_WORK INSTRUCTIONS:_ Please reproduce exactly the lines that begin the listing below, up to and including the line where "dst.put(kind, mac, &data)?;" occurs.

_EXERCISE DATA:_
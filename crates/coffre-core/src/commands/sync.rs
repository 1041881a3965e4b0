use std::collections::BTreeSet;

use coffre_protocol::ResourceKind;
use coffre_types::{CoffreError, Result};

use crate::repo::Repository;
use crate::storage::Store;

/// Resource kinds replicated between peers. Locks are host-local and ECC
/// resources follow their primaries.
const SYNCED_KINDS: [ResourceKind; 4] = [
    ResourceKind::Packfile,
    ResourceKind::State,
    ResourceKind::EccPackfile,
    ResourceKind::EccState,
];

#[derive(Debug, Default, PartialEq, Eq)]
pub struct SyncStats {
    pub pushed: u64,
    pub pulled: u64,
}

/// Synchronize resources with a peer store.
///
/// `direction` is forwarded verbatim from the configuration: `to` pushes
/// missing resources to the peer, `from` pulls them, `with` does both.
pub fn run(repo: &Repository, peer: &dyn Store, direction: &str) -> Result<SyncStats> {
    let mut stats = SyncStats::default();
    match direction {
        "to" => stats.pushed = copy_missing(repo.store(), peer)?,
        "from" => stats.pulled = copy_missing(peer, repo.store())?,
        "with" => {
            stats.pushed = copy_missing(repo.store(), peer)?;
            stats.pulled = copy_missing(peer, repo.store())?;
        }
        other => {
            return Err(CoffreError::Config(format!(
                "invalid sync direction: {other}"
            )))
        }
    }
    tracing::info!(
        direction,
        pushed = stats.pushed,
        pulled = stats.pulled,
        "sync: synchronization succeeded"
    );
    Ok(stats)
}

fn copy_missing(src: &dyn Store, dst: &dyn Store) -> Result<u64> {
    let mut copied = 0u64;
    for kind in SYNCED_KINDS {
        let present: BTreeSet<_> = dst.list(kind)?.into_iter().collect();
        for mac in src.list(kind)? {
            if present.contains(&mac) {
                continue;
            }
            let data = src.get(kind, mac, None)?;
            dst.put(kind, mac, &data)?;
            copied += 1;
        }
    }
    Ok(copied)
}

_SOLVED PROBLEM:_
filename crates/coffre-core/src/commands/sync.rs
repository 1041881a3965e4b0
use std::collections::BTreeSet;

use coffre_protocol::ResourceKind;
use coffre_types::{CoffreError, Result};

use crate::repo::Repository;
use crate::storage::Store;

/// Resource kinds replicated between peers. Locks are host-local and ECC
/// resources follow their primaries.
const SYNCED_KINDS: [ResourceKind; 4] = [
    ResourceKind::Packfile,
    ResourceKind::State,
    ResourceKind::EccPackfile,
    ResourceKind::EccState,
];

#[derive(Debug, Default, PartialEq, Eq)]
pub struct SyncStats {
    pub pushed: u64,
    pub pulled: u64,
}

/// Synchronize resources with a peer store.
///
/// `direction` is forwarded verbatim from the configuration: `to` pushes
/// missing resources to the peer, `from` pulls them, `with` does both.
pub fn run(repo: &Repository, peer: &dyn Store, direction: &str) -> Result<SyncStats> {
    let mut stats = SyncStats::default();
    match direction {
        "to" => stats.pushed = copy_missing(repo.store(), peer)?,
        "from" => stats.pulled = copy_missing(peer, repo.store())?,
        "with" => {
            stats.pushed = copy_missing(repo.store(), peer)?;
            stats.pulled = copy_missing(peer, repo.store())?;
        }
        other => {
            return Err(CoffreError::Config(format!(
                "invalid sync direction: {other}"
            )))
        }
    }
    tracing::info!(
        direction,
        pushed = stats.pushed,
        pulled = stats.pulled,
        "sync: synchronization succeeded"
    );
    Ok(stats)
}

fn copy_missing(src: &dyn Store, dst: &dyn Store) -> Result<u64> {
    let mut copied = 0u64;
    for kind in SYNCED_KINDS {
        let present: BTreeSet<_> = dst.list(kind)?.into_iter().collect();
        for mac in src.list(kind)? {
            if present.contains(&mac) {
                continue;
            }
            let data = src.get(kind, mac, None)?;
            dst.put(kind, mac, &data)?;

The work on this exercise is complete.